# MATERIAL SHOWN
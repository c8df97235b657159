//! Noise shaping feeds the quantization error of previous samples back into the next input
//! sample, moving the noise away from the frequencies where it is most audible.

use crate::adpcm_ima::ChannelState;

/// Noise shaping filter applied by the encoder before quantizing a sample.
#[derive(Debug, Clone, Copy, PartialEq, Eq)]
pub enum NoiseShaping {
    /// No error feedback.
    Off,
    /// First-order error feedback, used for sample rates above 64000 Hz.
    Static,
    /// Error feedback with a gain adapted from a second-difference predictor.
    Dynamic,
}

impl NoiseShaping {
    /// Picks the shaping mode for an encoder.
    pub fn select(enabled: bool, sample_rate: u32) -> NoiseShaping {
        if !enabled {
            NoiseShaping::Off
        } else if sample_rate > 64000 {
            NoiseShaping::Static
        } else {
            NoiseShaping::Dynamic
        }
    }

    /// `true` unless shaping is off.
    pub fn is_active(self) -> bool {
        self != NoiseShaping::Off
    }

    /// Returns the shaped version of `sample` and updates the shaping values of `state`.
    ///
    /// After the shaped sample has been quantized, the caller adds the reconstructed sample
    /// to `state.shaping_error` to complete the error term for the next sample.
    pub fn shape(self, state: &mut ChannelState, sample: i32) -> i32 {
        match self {
            NoiseShaping::Off => sample,
            NoiseShaping::Static => shape_static(state, sample),
            NoiseShaping::Dynamic => shape_dynamic(state, sample),
        }
    }
}

fn shape_static(state: &mut ChannelState, sample: i32) -> i32 {
    let shaped = sample - state.shaping_error;
    state.shaping_error = -shaped;
    shaped
}

// The arithmetic (including 32-bit wraparound) is part of the bitstream: any change here
// changes the encoded output.
fn shape_dynamic(state: &mut ChannelState, mut sample: i32) -> i32 {
    let history = state.shaping_history;
    let predicted = (3 * history[0] - history[1]) >> 1;
    let residual = sample - (state.shaping_weight.wrapping_mul(predicted).wrapping_add(512) >> 10);

    // +2 when prediction and residual agree in sign, -2 when they differ
    if predicted != 0 && residual != 0 {
        state.shaping_weight -= (((predicted ^ residual) >> 29) & 4) - 2;
    }

    state.shaping_history = [sample, history[0]];

    let gain = if state.shaping_weight < 256 {
        1024
    } else {
        1536 - state.shaping_weight.wrapping_mul(2)
    };
    let mut feedback = -(gain.wrapping_mul(state.shaping_error).wrapping_add(512) >> 10);

    if gain < 0 && feedback != 0 {
        // a negative gain must not feed back the error unchanged, or the filter locks up
        if feedback == state.shaping_error {
            feedback = if feedback < 0 { feedback + 1 } else { feedback - 1 };
        }
        state.shaping_error = -sample;
        sample += feedback;
    } else {
        sample += feedback;
        state.shaping_error = -sample;
    }
    sample
}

# TASK
Could you return exactly the stretch of the data above that starts at the line with "let gain = if" and ends at the line with "if gain < 0", both lines included?

# COMPLETED TASK
    let gain = if state.shaping_weight < 256 {
        1024
    } else {
        1536 - state.shaping_weight.wrapping_mul(2)
    };
    let mut feedback = -(gain.wrapping_mul(state.shaping_error).wrapping_add(512) >> 10);

    if gain < 0 && feedback != 0 {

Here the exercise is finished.